Sidney Perkowitz, a physicist and film buff, is concerned about the way science, technology, and scientists are presented in Hollywood films, notably science-fiction flicks. He reviews over one hundred films and finds that Hollywood’s version of science does not always match up with scientific knowledge and practice. He would like reasonably accurate science-fiction films but he realizes that even “bad” science has its place. It can advance a flagging plot, attract young people to scientific careers, or impress an audience with the wonders of the universe.

Perkowitz divides his book into three main parts: “Dangers from Nature,” “Dangers from Ourselves,” and “The Good, the Bad, and the Real.” The concluding chapters offer some final thoughts on the depiction of scientists in sci-fi films and on Hollywood science vs. real science. That said, it is time to look at the chapters on science as it appears in Hollywood films.

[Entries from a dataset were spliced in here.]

//! Clip and job status types
//!
//! Upstream clip payloads are duck-typed JSON; every response struct here is
//! tolerant — unknown fields are ignored and missing fields decay to
//! defaults so a schema drift upstream degrades data instead of failing
//! deserialization.

use serde::{Deserialize, Serialize};

use crate::types::serde_helpers::deserialize_flexible_f64;
use crate::utils::parse_lyrics;

/// Lifecycle status of one generated clip
#[derive(Debug, Clone, Copy, PartialEq, Eq, Serialize, Deserialize)]
#[serde(rename_all = "lowercase")]
pub enum ClipStatus {
    Submitted,
    Queued,
    Streaming,
    Complete,
    Error,
    /// Anything the upstream adds later
    #[serde(other)]
    Unknown,
}

impl Default for ClipStatus {
    fn default() -> Self {
        Self::Submitted
    }
}

impl ClipStatus {
    /// Statuses that count as success for polling termination
    pub fn is_success(&self) -> bool {
        matches!(self, Self::Streaming | Self::Complete)
    }
}

/// Metadata block nested inside an upstream clip
#[derive(Debug, Clone, Default, Serialize, Deserialize)]
pub struct ClipMetadata {
    #[serde(default)]
    pub gpt_description_prompt: Option<String>,
    #[serde(default)]
    pub prompt: Option<String>,
    #[serde(default, rename = "type")]
    pub clip_type: Option<String>,
    #[serde(default)]
    pub tags: Option<String>,
    #[serde(default)]
    pub negative_tags: Option<String>,
    #[serde(default, deserialize_with = "deserialize_flexible_f64")]
    pub duration: Option<f64>,
    #[serde(default)]
    pub error_message: Option<String>,
    #[serde(default)]
    pub stem_from_id: Option<String>,
}

/// One clip as the upstream feed/detail endpoints return it
#[derive(Debug, Clone, Default, Serialize, Deserialize)]
pub struct ClipInfo {
    pub id: String,
    #[serde(default)]
    pub title: Option<String>,
    #[serde(default)]
    pub image_url: Option<String>,
    #[serde(default)]
    pub image_large_url: Option<String>,
    #[serde(default)]
    pub major_model_version: Option<String>,
    #[serde(default)]
    pub model_name: Option<String>,
    #[serde(default)]
    pub metadata: ClipMetadata,
    #[serde(default)]
    pub created_at: Option<String>,
    #[serde(default)]
    pub status: ClipStatus,
    #[serde(default)]
    pub audio_url: Option<String>,
    #[serde(default)]
    pub video_url: Option<String>,
    #[serde(default)]
    pub is_public: bool,
    #[serde(default)]
    pub is_trashed: bool,
}

/// Envelope for submission and feed responses
#[derive(Debug, Clone, Default, Deserialize)]
pub struct ClipsResponse {
    #[serde(default)]
    pub clips: Vec<ClipInfo>,
}

/// Flattened clip projection returned to callers
#[derive(Debug, Clone, Default, Serialize, Deserialize)]
pub struct AudioInfo {
    pub id: String,
    pub title: Option<String>,
    pub image_url: Option<String>,
    pub lyric: Option<String>,
    pub audio_url: Option<String>,
    pub video_url: Option<String>,
    pub created_at: Option<String>,
    pub model_name: Option<String>,
    pub status: ClipStatus,
    pub gpt_description_prompt: Option<String>,
    pub prompt: Option<String>,
    #[serde(rename = "type")]
    pub clip_type: Option<String>,
    pub tags: Option<String>,
    pub negative_tags: Option<String>,
    pub duration: Option<f64>,
    pub error_message: Option<String>,
    pub stem_from_id: Option<String>,
}

impl From<ClipInfo> for AudioInfo {
    fn from(clip: ClipInfo) -> Self {
        let lyric = clip
            .metadata
            .prompt
            .as_deref()
            .map(parse_lyrics)
            .filter(|l| !l.is_empty());
        Self {
            id: clip.id,
            title: clip.title,
            image_url: clip.image_url,
            lyric,
            audio_url: clip.audio_url,
            video_url: clip.video_url,
            created_at: clip.created_at,
            model_name: clip.model_name,
            status: clip.status,
            gpt_description_prompt: clip.metadata.gpt_description_prompt,
            prompt: clip.metadata.prompt,
            clip_type: clip.metadata.clip_type,
            tags: clip.metadata.tags,
            negative_tags: clip.metadata.negative_tags,
            duration: clip.metadata.duration,
            error_message: clip.metadata.error_message,
            stem_from_id: clip.metadata.stem_from_id,
        }
    }
}

/// Stem split mode. `Two` splits vocals + instrumental, `All` splits every
/// detected stem.
#[derive(Debug, Clone, Copy, PartialEq, Eq)]
pub enum StemKind {
    Two,
    All,
}

impl StemKind {
    pub fn type_id(&self) -> u32 {
        match self {
            Self::Two => 91,
            Self::All => 92,
        }
    }

    pub fn group_name(&self) -> &'static str {
        match self {
            Self::Two => "Two",
            Self::All => "All",
        }
    }

    pub fn task(&self) -> &'static str {
        match self {
            Self::Two => "two",
            Self::All => "all",
        }
    }
}

/// One converted stem with its WAV download URL
#[derive(Debug, Clone, Serialize)]
pub struct StemWav {
    pub id: String,
    pub title: Option<String>,
    pub wav_url: String,
    pub audio_url: Option<String>,
    pub stem_from_id: String,
}

/// WAV conversion status as callers see it
#[derive(Debug, Clone, Default, Serialize, Deserialize)]
pub struct WavResult {
    pub wav_url: Option<String>,
    pub status: Option<String>,
}

/// Raw WAV-status payload. The URL field name has drifted upstream, so all
/// three known spellings are accepted.
#[derive(Debug, Clone, Default, Deserialize)]
pub struct WavFileResponse {
    #[serde(default)]
    pub wav_file_url: Option<String>,
    #[serde(default)]
    pub wav_url: Option<String>,
    #[serde(default)]
    pub url: Option<String>,
    #[serde(default)]
    pub status: Option<String>,
}

impl WavFileResponse {
    /// First present URL spelling, if any
    pub fn resolve_url(&self) -> Option<&str> {
        self.wav_file_url
            .as_deref()
            .or(self.wav_url.as_deref())
            .or(self.url.as_deref())
    }
}

/// One word with alignment timing, for karaoke-style display
#[derive(Debug, Clone, Default, Serialize, Deserialize)]
pub struct AlignedWord {
    pub word: String,
    #[serde(default)]
    pub start_s: f64,
    #[serde(default)]
    pub end_s: f64,
    #[serde(default)]
    pub success: bool,
    #[serde(default)]
    pub p_align: f64,
}

/// Envelope for the lyric-alignment endpoint
#[derive(Debug, Clone, Default, Deserialize)]
pub struct AlignedLyricsResponse {
    #[serde(default)]
    pub aligned_words: Vec<AlignedWord>,
}

/// Raw billing payload
#[derive(Debug, Clone, Default, Deserialize)]
pub struct BillingInfoResponse {
    #[serde(default)]
    pub total_credits_left: f64,
    #[serde(default)]
    pub period: Option<String>,
    #[serde(default)]
    pub monthly_limit: f64,
    #[serde(default)]
    pub monthly_usage: f64,
}

/// Credit balance projection returned to callers
#[derive(Debug, Clone, Default, Serialize)]
pub struct CreditsInfo {
    pub credits_left: f64,
    pub period: Option<String>,
    pub monthly_limit: f64,
    pub monthly_usage: f64,
}

impl From<BillingInfoResponse> for CreditsInfo {
    fn from(raw: BillingInfoResponse) -> Self {
        Self {
            credits_left: raw.total_credits_left,
            period: raw.period,
            monthly_limit: raw.monthly_limit,
            monthly_usage: raw.monthly_usage,
        }
    }
}

/// `/api/c/check` status response
#[derive(Debug, Clone, Default, Deserialize)]
pub struct CaptchaCheckResponse {
    #[serde(default)]
    pub required: bool,
}

/// Vox-stem extraction response; the id may arrive nested or flat.
#[derive(Debug, Clone, Default, Deserialize)]
pub struct VoxStemResponse {
    #[serde(default)]
    pub processed_clip: Option<ProcessedClip>,
    #[serde(default)]
    pub id: Option<String>,
}

#[derive(Debug, Clone, Default, Deserialize)]
pub struct ProcessedClip {
    pub id: String,
}

impl VoxStemResponse {
    pub fn vox_audio_id(&self) -> Option<&str> {
        self.processed_clip
            .as_ref()
            .map(|c| c.id.as_str())
            .or(self.id.as_deref())
    }
}

/// Result of vox-stem extraction
#[derive(Debug, Clone, Serialize)]
pub struct VoxStem {
    pub vox_audio_id: String,
    pub clip_id: String,
}

#[cfg(test)]
mod tests {
    use super::*;
    use pretty_assertions::assert_eq;

    #[test]
    fn test_clip_status_parses_lowercase() {
        let status: ClipStatus = serde_json::from_str("\"streaming\"").unwrap();
        assert_eq!(status, ClipStatus::Streaming);
        assert!(status.is_success());

        let status: ClipStatus = serde_json::from_str("\"brand_new_state\"").unwrap();
        assert_eq!(status, ClipStatus::Unknown);
    }

    #[test]
    fn test_clip_info_tolerates_sparse_payload() {
        let clip: ClipInfo = serde_json::from_str(r#"{"id": "abc"}"#).unwrap();
        assert_eq!(clip.id, "abc");
        assert_eq!(clip.status, ClipStatus::Submitted);
        assert!(clip.metadata.prompt.is_none());
    }

    #[test]
    fn test_audio_info_projection_normalizes_lyrics() {
        let clip: ClipInfo = serde_json::from_str(
            r#"{
                "id": "abc",
                "title": "Song",
                "status": "complete",
                "metadata": {"prompt": "line one\n\nline two", "tags": "pop"},
                "unknown_field": 42
            }"#,
        )
        .unwrap();
        let audio = AudioInfo::from(clip);
        assert_eq!(audio.lyric.as_deref(), Some("line one\nline two"));
        assert_eq!(audio.tags.as_deref(), Some("pop"));
        assert_eq!(audio.status, ClipStatus::Complete);
    }

    #[test]
    fn test_stem_kind_config() {
        assert_eq!(StemKind::Two.type_id(), 91);
        assert_eq!(StemKind::All.type_id(), 92);
        assert_eq!(StemKind::All.group_name(), "All");
        assert_eq!(StemKind::Two.task(), "two");
    }

    #[test]
    fn test_wav_response_url_spellings() {
        let r: WavFileResponse =
            serde_json::from_str(r#"{"wav_file_url": "https://a/x.wav"}"#).unwrap();
        assert_eq!(r.resolve_url(), Some("https://a/x.wav"));

        let r: WavFileResponse = serde_json::from_str(r#"{"url": "https://a/y.wav"}"#).unwrap();
        assert_eq!(r.resolve_url(), Some("https://a/y.wav"));

        let r: WavFileResponse = serde_json::from_str(r#"{"status": "pending"}"#).unwrap();
        assert_eq!(r.resolve_url(), None);
    }

    #[test]
    fn test_vox_stem_id_nested_or_flat() {
        let r: VoxStemResponse =
            serde_json::from_str(r#"{"processed_clip": {"id": "vox-1"}}"#).unwrap();
        assert_eq!(r.vox_audio_id(), Some("vox-1"));

        let r: VoxStemResponse = serde_json::from_str(r#"{"id": "vox-2"}"#).unwrap();
        assert_eq!(r.vox_audio_id(), Some("vox-2"));

        let r: VoxStemResponse = serde_json::from_str("{}").unwrap();
        assert_eq!(r.vox_audio_id(), None);
    }
}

These chapters are at the heart of the book.

“Dangers from Nature” features three chapter-length themes: human encounters with alien beings, devastating collisions between Earth and space objects, and the threat posed by violent forces hidden deep within our planet. Alien encounters begin with one of the author’s favorite films, The Day the Earth Stood Still. After that he looks at Invasion of the Body Snatchers, The Thing, The War of the Worlds, and similar works. What soon becomes apparent in these initial chapters, and in subsequent ones, is that the author devotes a great deal of space to summarizing film plots in numbing detail.

Meanwhile, what happened to “real” science, the science distorted by Hollywood filmmakers? It is reserved for the end of the chapters in parts 1 and 2. There Perkowitz presents a chapter’s central scientific theme in a general essay along with references to the film’s use or misuse of science. In [End Page 473] some cases the essays that comment on a highlighted theme are shorter than the plot summaries. All too often these thematic essays descend into canned surveys of the topic under discussion.

Chapter 8 includes a rather predictable account of Hollywood’s depiction of the scientist as hero, nerd, or villain. In chapter 9 Perkowitz hands out Golden Eagle awards for the best film presentation of a scientific topic and Golden Turkey awards for the worst. I found this neither amusing nor enlightening.

If this book had been published several decades ago it might pass muster. However, literary criticism, film studies, and cultural studies have led to a much more sophisticated treatment of all film genres. Perkowitz’s hunt for science errors does not go deep enough. He covers films from 1902 to 2005 yet he does not critically analyze his material. He does not show us how and why changing cultural, social, and political forces have shaped the way science is seen in film.

In closing I want to call attention to the book’s subtitle: Movies, Science, and the End of the World. In his hunt for mistakes in scientific knowledge Perkowitz overlooks the central fact that science-fiction films, as Susan Sontag first noted (p. 3), are not about science. They are about disaster, the end of the world. What is more harmful to the image of science, a handful of errors of fact or a film genre that has repeatedly identified science with apocalyptic events for nearly a century? This is the context, the big picture, of the 119 films Perkowitz searched for signs of scientific missteps.

The problem is not to get more scientists involved in making films or to see that scientific consultants in Hollywood have the power to get the story right. We should ask why, even when the scientist is a hero who helps avert disaster, science-fiction films associate science with the end of humankind.

George Basalla

Dr. Basalla is professor emeritus at the University of Delaware.